+++ RECORDS SHOWN

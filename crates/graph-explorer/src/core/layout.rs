//! Core layout trait for node positioning
//!
//! A layout algorithm reads the store's topology and current positions and
//! writes new positions for every node that is not locked.

use std::collections::HashSet;

use super::geometry::Viewport;
use super::store::GraphStore;

/// Core trait for layout algorithms
///
/// `layout` runs to completion before returning; no intermediate positions
/// are ever visible to other callers.
///
/// # Example
/// ```
/// use std::collections::HashSet;
/// use graph_explorer::core::{GraphStore, LayoutAlgorithm, NodeData, Viewport};
/// use graph_explorer::layout::ForceDirectedLayout;
///
/// let mut store = GraphStore::new();
/// store.add_node(NodeData::at("A", 10.0, 10.0)).unwrap();
///
/// let engine = ForceDirectedLayout::new();
/// let report = engine.layout(&mut store, Viewport::new(200.0, 200.0), &HashSet::new());
/// assert!(report.converged);
/// ```
pub trait LayoutAlgorithm: Send + Sync {
    /// Reposition every unlocked node inside `viewport`.
    ///
    /// Locked ids that are not in the store are ignored.
    fn layout(
        &self,
        store: &mut GraphStore,
        viewport: Viewport,
        locked: &HashSet<String>,
    ) -> LayoutReport;

    /// Get the name of this layout algorithm
    fn name(&self) -> &'static str;

    /// Get the version of this layout algorithm
    fn version(&self) -> &'static str;
}

/// Outcome of a layout pass
#[derive(Debug, Clone, Copy, PartialEq, Default)]
pub struct LayoutReport {
    /// Force iterations actually run
    pub iterations: usize,
    /// Number of nodes the pass was allowed to move
    pub movable: usize,
    /// Largest pending per-node step at the last force evaluation, in pixels
    pub max_displacement: f64,
    /// Stopped because the largest pending step fell below the threshold
    pub converged: bool,
}

impl LayoutReport {
    /// Report for a pass that had nothing to do
    pub fn idle() -> Self {
        Self {
            iterations: 0,
            movable: 0,
            max_displacement: 0.0,
            converged: true,
        }
    }
}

++++++

## WHAT IS NEEDED:
Every line in the listing above should be repeated exactly.

## EXERCISE SOLUTION:
filename crates/graph-explorer/src/core/layout.rs
//! Core layout trait for node positioning
//!
//! A layout algorithm reads the store's topology and current positions and
//! writes new positions for every node that is not locked.

use std::collections::HashSet;

use super::geometry::Viewport;
use super::store::GraphStore;

/// Core trait for layout algorithms
///
/// `layout` runs to completion before returning; no intermediate positions
/// are ever visible to other callers.
///
/// # Example
/// ```
/// use std::collections::HashSet;
/// use graph_explorer::core::{GraphStore, LayoutAlgorithm, NodeData, Viewport};
/// use graph_explorer::layout::ForceDirectedLayout;
///
/// let mut store = GraphStore::new();
/// store.add_node(NodeData::at("A", 10.0, 10.0)).unwrap();
///
/// let engine = ForceDirectedLayout::new();
/// let report = engine.layout(&mut store, Viewport::new(200.0, 200.0), &HashSet::new());
/// assert!(report.converged);
/// ```
pub trait LayoutAlgorithm: Send + Sync {
    /// Reposition every unlocked node inside `viewport`.
    ///
    /// Locked ids that are not in the store are ignored.
    fn layout(
        &self,
        store: &mut GraphStore,
        viewport: Viewport,
        locked: &HashSet<String>,
    ) -> LayoutReport;

    /// Get the name of this layout algorithm
    fn name(&self) -> &'static str;

    /// Get the version of this layout algorithm
    fn version(&self) -> &'static str;
}

/// Outcome of a layout pass
#[derive(Debug, Clone, Copy, PartialEq, Default)]
pub struct LayoutReport {
    /// Force iterations actually run
    pub iterations: usize,
    /// Number of nodes the pass was allowed to move
    pub movable: usize,
    /// Largest pending per-node step at the last force evaluation, in pixels
    pub max_displacement: f64,
    /// Stopped because the largest pending step fell below the threshold
    pub converged: bool,
}

impl LayoutReport {
    /// Report for a pass that had nothing to do
    pub fn idle() -> Self {
        Self {
            iterations: 0,
            movable: 0,
            max_displacement: 0.0,
            converged: true,
        }
    }
}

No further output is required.